Does CTE Really Exist? Expert Questions Studies That Find Rare Brain Disease In Ex-NFL Players
Some media outlets, like Frontline, have dubbed the damaging effect of head injuries related to professional football as the “NFL’s concussion crisis.” The alarming headline is based on studies linking traumatic brain injuries from playing the sport to retired players suffering from a rare brain disease called Chronic Traumatic Encephalopathy (CTE). But a neuropsychologist at Loyal University Medical Center is skeptical about the proof and questioning whether CTE even exists.
“There has not yet been one controlled epidemiological study looking at the risk of late-life cognitive impairment in any collision sport, including boxing, American football, or other sports involving repetitive head trauma,” Randolph argued in the journal, Current Sports Medicine Reports.
CTE is often associated with behavioral changes marked by anger, aggression, and suicidal tendencies while cognitive impairments, such as learning and memory difficulties, are also common. Randolph took issue with the premise of several studies that looked at CTE. One in particular, published in Brain, identified suicidal tendencies as a key feature of CTE and reported detecting the disease in 97 percent of the brains of the retired NFL players they analyzed. Randolph countered that the mortality rate of retired NFL players is half that of men their age in the United States while suicide rates are 60 percent less than the national average for men. “[T]he recently published data on cause of death in NFL retirees do not support the probability of a markedly elevated risk,” he concluded.
With regard to the same Brain study, Randolph also differed with the authors’ decision to define CTE based on the presence of an abnormal type of protein, called tau, which is often implicated in Alzheimer’s disease. This form of tau, he argues, isn’t unique to diseases like CTE, while its presence doesn’t necessarily indicate either that damage to nerves in the brain is occurring or that a person will suffer from cognitive and behavioral changes.
“Overall,” he concluded, “although retired NFL players have been the focus of more attention into the potential late-life neurological consequences of repetitive head trauma than athletes in any other sport, the risks for these retirees remains largely hypothetical.” He added that the broad list of symptoms that are associated with CTE is too broad to be considered at all meaningful in diagnosing this clinical syndrome. He listed CTE symptoms that ranged from paranoia to memory loss, language impairment to apathy, commenting that “they encompass a range of symptoms from those that are common in the normal healthy population to those observed in a variety of neurological diseases.”
The purpose of refuting many influential CTE studies, Randolph explained, is not to completely dismiss the notion that the disease even exists but, rather, to point out that the current apprehension about the NFL — and other sports — is based on flimsy proof.

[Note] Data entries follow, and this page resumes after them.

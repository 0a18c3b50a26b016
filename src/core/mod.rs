//! Engine-agnostic building blocks.

pub mod rng;

pub use rng::{GameRng, GameRngState};
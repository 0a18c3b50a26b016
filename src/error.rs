//! Error types for the card engine core.
//!
//! Every expected failure at the registry/codec boundary is a `CoreError`
//! variant. The only condition that is allowed to panic is the candidate-pool
//! precondition of `Engine::random_generals`, which is a programming-contract
//! violation rather than bad input.

use thiserror::Error;

/// Errors surfaced by the registry and the card codec.
#[derive(Clone, Debug, PartialEq, Eq, Error)]
pub enum CoreError {
    /// A card type name that is not in the registry, during instantiation
    /// or while parsing a card token.
    #[error("unknown card type `{0}`")]
    UnknownType(String),

    /// The name resolved to a registered type of the wrong kind, e.g. a
    /// skill template where a plain card was requested.
    #[error("card type `{name}` is not a {expected} type")]
    TypeMismatch {
        /// The requested type name.
        name: String,
        /// What kind of type was expected (`"plain"` or `"skill"`).
        expected: &'static str,
    },

    /// A physical card id outside the catalog range.
    #[error("no card with id {0} in the catalog")]
    NotFound(i32),

    /// Text that matches none of the three card token forms.
    #[error("`{0}` is not a valid card token")]
    Parse(String),
}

Furthermore, he added, “this type of information may lead individuals experiencing depression to misinterpret their symptoms as indicative of the first stages of a fatal neurodegenerative disorder.”
Randolph called for stronger epidemiological studies that have large samples of ex-NFL players who are compared with age-matched, non-football playing counterparts “without a history of involvement in collision sports.” If there proved to be an increased risk from playing in the NFL, he suggested following retired players over time and using imaging to detect any changes that indicate neuropathology.
Recently, the NFL partnered with the National Institutes of Health to support research into how brain changes can occur after traumatic head injury and multiple concussions.